Marking 156 years since the first Welsh settlers reached the shores of Golfo Nuevo in southern Península Valdés, Gaiman Mayor Darío Ernesto James Owen recalls the welcome afforded to the newcomers by the indigenous peoples of Patagonia.
"My grandmother always told me that if it had not been for the Tehuelches teaching them how to blend into their rough natural surroundings, including how to hunt and use boleadoras [a type of throwing weapon], it would have been impossible for them to survive," says the mayor.
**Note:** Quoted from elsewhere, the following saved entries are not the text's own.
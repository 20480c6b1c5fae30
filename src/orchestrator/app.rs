//! Application - orchestration layer
//!
//! Owns the shared resources (config, session, HTTP client, submit gate),
//! builds services on demand and turns each command into output. No
//! business rules live here.

use anyhow::{bail, Context, Result};
use tracing::{error, info, warn};

use crate::clients::ApiClient;
use crate::config::Config;
use crate::models::{
    display_score, load_answer_sheet, AnswerSheet, AssignRequest, PointsAdjustment, Role,
    TeacherRegistration,
};
use crate::orchestrator::command::{Command, USAGE};
use crate::services::{
    dashboard, AssignmentService, AuthService, LessonPlanService, MessageService, RewardsService,
    RosterService, SpellingService,
};
use crate::session::{SessionContext, SessionStore};
use crate::utils::logging::{append_log_line, init_log_file, log_startup, truncate_text};
use crate::workflow::{cancel_pair, open_or_not_found, CancelHandle, CancelToken, SubmitGate};

/// Application root
pub struct App {
    config: Config,
    client: ApiClient,
    gate: SubmitGate,
}

impl App {
    /// Restores the session and builds the HTTP client
    pub async fn initialize(config: Config) -> Result<Self> {
        init_log_file(&config.output_log_file)?;
        log_startup(&config);

        let session = SessionContext::restore(SessionStore::new(&config.session_file)).await;
        let client =
            ApiClient::new(&config, session).context("failed to set up the backend client")?;

        Ok(Self {
            config,
            client,
            gate: SubmitGate::new(),
        })
    }

    pub fn client(&self) -> &ApiClient {
        &self.client
    }

    /// Runs one command
    pub async fn run(&self, command: Command) -> Result<()> {
        match command {
            Command::Help => print!("{}", USAGE),
            Command::Login { role, identity, password } => {
                let auth = AuthService::new(self.client.clone());
                let session = match role {
                    Role::Teacher => auth.login_teacher(&identity, &password).await?,
                    Role::Student => auth.login_student(&identity, &password).await?,
                };
                println!("Welcome, {}!", session.user.display_name());
            }
            Command::Register { email, password, first_name, last_name } => {
                let registration = TeacherRegistration {
                    email,
                    password,
                    first_name,
                    last_name,
                };
                let session = AuthService::new(self.client.clone())
                    .register_teacher(&registration)
                    .await?;
                println!("Account created. Welcome, {}!", session.user.display_name());
            }
            Command::Logout => {
                AuthService::new(self.client.clone()).logout().await?;
                println!("Logged out.");
            }
            Command::Reset => {
                AuthService::new(self.client.clone()).emergency_reset().await?;
                println!("Session cleared.");
            }
            Command::WhoAmI => match AuthService::new(self.client.clone()).whoami() {
                Some(session) => println!("{} ({})", session.user.display_name(), session.role),
                None => println!("Not logged in."),
            },
            Command::Assignments => self.list_assignments().await?,
            Command::Show { id } => self.show(&id).await?,
            Command::Submit { id, answers } => self.submit(&id, &answers).await?,
            Command::Rewards => self.list_rewards().await?,
            Command::Points => {
                let points = RewardsService::new(self.client.clone()).my_points().await?;
                println!("⭐ {} points", points.total_points);
                for tx in &points.transactions {
                    println!("   {:>6}  {}", tx.signed_points(), tx.description);
                }
            }
            Command::Redeem { reward_id } => {
                let result = RewardsService::new(self.client.clone()).redeem(&reward_id).await?;
                if let Some(message) = result.message {
                    println!("{}", message);
                }
                println!("Remaining points: {}", result.remaining_points);
            }
            Command::Gradebook => {
                let gradebook = RosterService::new(self.client.clone()).gradebook().await?;
                for entry in &gradebook {
                    println!("👤 {}", entry.student.full_name());
                    for graded in &entry.assignments {
                        let score = graded
                            .score
                            .map_or("not submitted".to_string(), |s| {
                                format!("{}%", display_score(s))
                            });
                        println!("   {} [{}] {}", graded.assignment_title, graded.subject, score);
                    }
                }
            }
            Command::Students => {
                for student in RosterService::new(self.client.clone()).students().await? {
                    println!("👤 {} (@{}) {}", student.full_name(), student.username, student.id);
                }
            }
            Command::StudentAdd(student) => {
                let created = RosterService::new(self.client.clone()).add_student(&student).await?;
                println!("Added {} (id {}).", created.full_name(), created.id);
            }
            Command::StudentRm { id } => {
                RosterService::new(self.client.clone()).remove_student(&id).await?;
                println!("Student removed.");
            }
            Command::Templates => {
                let templates = AssignmentService::new(self.client.clone()).list_templates().await?;
                for assignment in templates {
                    println!(
                        "📄 {} [{} · {}] {}",
                        assignment.title, assignment.subject, assignment.grade_level, assignment.id
                    );
                }
            }
            Command::Generate(request) => {
                let assignment = AssignmentService::new(self.client.clone())
                    .generate(&request)
                    .await?;
                println!("Generated \"{}\" (id {}).", assignment.title, assignment.id);
            }
            Command::LessonPlans => {
                for plan in LessonPlanService::new(self.client.clone()).list().await? {
                    println!("📚 {} [{}] {}", plan.title, plan.grade_level, plan.id);
                }
            }
            Command::LessonPlan(request) => {
                let plan = LessonPlanService::new(self.client.clone()).generate(&request).await?;
                println!("📚 {}\n\n{}", plan.title, plan.content);
            }
            Command::RewardAdd(draft) => {
                let reward = RewardsService::new(self.client.clone()).create(&draft).await?;
                println!("Created reward \"{}\" (id {}).", reward.title, reward.id);
            }
            Command::RewardRm { id } => {
                RewardsService::new(self.client.clone()).delete(&id).await?;
                println!("Reward removed.");
            }
            Command::RewardsInit => {
                let message = RewardsService::new(self.client.clone()).initialize_defaults().await?;
                println!("{}", message.unwrap_or_else(|| "Default rewards added.".to_string()));
            }
            Command::Assign { assignment_id, student_ids } => {
                let request = AssignRequest {
                    assignment_id,
                    student_ids,
                };
                AssignmentService::new(self.client.clone()).assign(&request).await?;
                println!("Assigned to {} student(s).", request.student_ids.len());
            }
            Command::Adjust { student_id, points, description } => {
                let adjustment = PointsAdjustment {
                    student_id,
                    points,
                    description,
                };
                let result = RewardsService::new(self.client.clone()).adjust(&adjustment).await?;
                println!("New total: {} points", result.new_total);
            }
            Command::WordLists => {
                for list in SpellingService::new(self.client.clone()).lists().await? {
                    let owner = list.student_name.as_deref().unwrap_or(&list.student_id);
                    println!("🔤 {} ({}): {}", list.name, owner, list.words.join(", "));
                }
            }
            Command::WordListAdd(draft) => {
                let list = SpellingService::new(self.client.clone()).create(&draft).await?;
                println!("Saved \"{}\" (id {}).", list.name, list.id);
            }
            Command::WordListEdit { id, draft } => {
                let list = SpellingService::new(self.client.clone()).update(&id, &draft).await?;
                println!("Updated \"{}\".", list.name);
            }
            Command::WordListRm { id } => {
                SpellingService::new(self.client.clone()).delete(&id).await?;
                println!("Word list removed.");
            }
            Command::Messages { contact_id: None } => {
                let conversations = MessageService::new(self.client.clone()).conversations().await?;
                for conversation in conversations {
                    let marker = if conversation.has_unread() { "●" } else { " " };
                    let preview = conversation
                        .last_message
                        .as_ref()
                        .map(|m| truncate_text(&m.content, 50))
                        .unwrap_or_default();
                    println!(
                        "{} {} ({}) {}",
                        marker, conversation.contact.name, conversation.contact.id, preview
                    );
                }
            }
            Command::Messages { contact_id: Some(contact_id) } => {
                let me = self.client.session().current().map(|s| s.user.id);
                for message in MessageService::new(self.client.clone()).thread(&contact_id).await? {
                    let who = if Some(&message.sender_id) == me.as_ref() { "me" } else { "them" };
                    println!("[{}] {}", who, message.content);
                }
            }
            Command::Send { contact_id, text } => {
                MessageService::new(self.client.clone()).send(&contact_id, &text).await?;
                println!("Message sent.");
            }
            Command::Dashboard => print!("{}", dashboard::load(&self.client).await?),
            Command::Health => {
                let status = self.client.health().await?;
                println!("Backend at {} is up: {}", self.config.api_base(), status);
            }
        }
        Ok(())
    }

    async fn list_assignments(&self) -> Result<()> {
        let assignments = AssignmentService::new(self.client.clone()).list().await?;
        if assignments.is_empty() {
            println!("No assignments yet.");
        }
        for sa in &assignments {
            let status = match (sa.completed, sa.score) {
                (true, Some(score)) => format!("✓ {}%", display_score(score)),
                (true, None) => "✓ submitted".to_string(),
                (false, _) => "• to do".to_string(),
            };
            println!("{:<14} {}  [{}] ({})", status, sa.title(), sa.assignment.subject, sa.id());
        }
        Ok(())
    }

    async fn show(&self, id: &str) -> Result<()> {
        self.client.session().require(Role::Student)?;
        let (_handle, token) = cancel_pair();
        match open_or_not_found(self.client.clone(), self.gate.clone(), id, &token).await? {
            Ok(flow) => print!("{}", flow.render()),
            Err(not_found) => print!("{}", not_found),
        }
        Ok(())
    }

    async fn submit(&self, id: &str, answers_path: &std::path::Path) -> Result<()> {
        self.client.session().require(Role::Student)?;
        let sheet = load_answer_sheet(answers_path).await?;

        let (handle, token) = cancel_pair();
        let ctrl_c = spawn_ctrl_c_canceller(handle);

        let result = self.submit_with(id, &sheet, &token).await;
        ctrl_c.abort();
        result
    }

    async fn submit_with(&self, id: &str, sheet: &AnswerSheet, token: &CancelToken) -> Result<()> {
        let opened = open_or_not_found(self.client.clone(), self.gate.clone(), id, token).await?;
        let mut flow = match opened {
            Ok(flow) => flow,
            Err(not_found) => {
                print!("{}", not_found);
                bail!("assignment {} not found", id);
            }
        };

        let applied = flow.apply_sheet(sheet)?;
        info!("📝 Applied {} answers from the answer sheet", applied);

        match flow.submit(token).await {
            Ok(outcome) => {
                println!("Assignment submitted! Score: {}%", display_score(outcome.response.score));
                if !outcome.refreshed {
                    warn!(
                        "⚠️ Showing local results; the backend could not be reached afterwards"
                    );
                }
                if let Err(e) = append_log_line(
                    &self.config.output_log_file,
                    &format!("submitted {} score {}", id, outcome.response.score),
                ) {
                    warn!("⚠️ {}", e);
                }
                print!("{}", flow.render());
                Ok(())
            }
            Err(e) => {
                if e.is_validation() {
                    print!("{}", flow.readiness());
                } else if e.is_retryable() {
                    error!("❌ {} (your answers were not submitted, try again)", e);
                }
                Err(e.into())
            }
        }
    }

    async fn list_rewards(&self) -> Result<()> {
        let service = RewardsService::new(self.client.clone());
        let balance = match self.client.session().role() {
            Some(Role::Student) => Some(service.my_points().await?.total_points),
            _ => None,
        };
        for reward in service.list().await? {
            let affordable = match balance {
                Some(points) if !reward.affordable_with(points) => "  (not enough points)",
                _ => "",
            };
            println!(
                "{} {} - {} pts{}\n     {}",
                reward.icon(),
                reward.title,
                reward.points_cost,
                affordable,
                reward.description
            );
        }
        Ok(())
    }
}

/// Cancels in-flight calls when the user presses Ctrl-C
fn spawn_ctrl_c_canceller(handle: CancelHandle) -> tokio::task::JoinHandle<()> {
    tokio::spawn(async move {
        if tokio::signal::ctrl_c().await.is_ok() {
            warn!("⏹ Cancelling...");
            handle.cancel();
        }
    })
}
The first 153 Welsh settlers to arrive in Argentina – 28 married couples, 33 single males or widowers, 12 female adults and 52 children – landed in what is today the province of Chubut, after 64 days sailing aboard the Mimosa, a three-masted schooner which had sailed out of the port of Liverpool on May 25, 1865.
The landing marked the beginning of one of the most amicable processes of integration registered between two peoples knowing nothing of each other. Despite their enormous differences in culture, language, origin and beliefs, the Welsh and the Tehuelches could coexist without bloodshed or submission beyond certain incidents.
Mayor Owen, a fifth-generation descendant of those first Welsh settlers, explains: "Gaiman breathes Welsh culture, the main inheritance left by the settlers, I believe."
Gaiman was not the first locality to be founded in Chubut but it was the first municipality to be incorporated after then-territorial governor Luis Jorge Fontana called on the 175 voters to elect their first town council democratically on August 14, 1885.
Its place name means "stone point" in Tehuelche. Gaiman is considered the epicentre of Welsh tradition, as displayed by its brick walls, Methodist chapels, Eisteddfod festivals of music and poetry, bilingual schools (Spanish and Welsh) and its famous tea houses.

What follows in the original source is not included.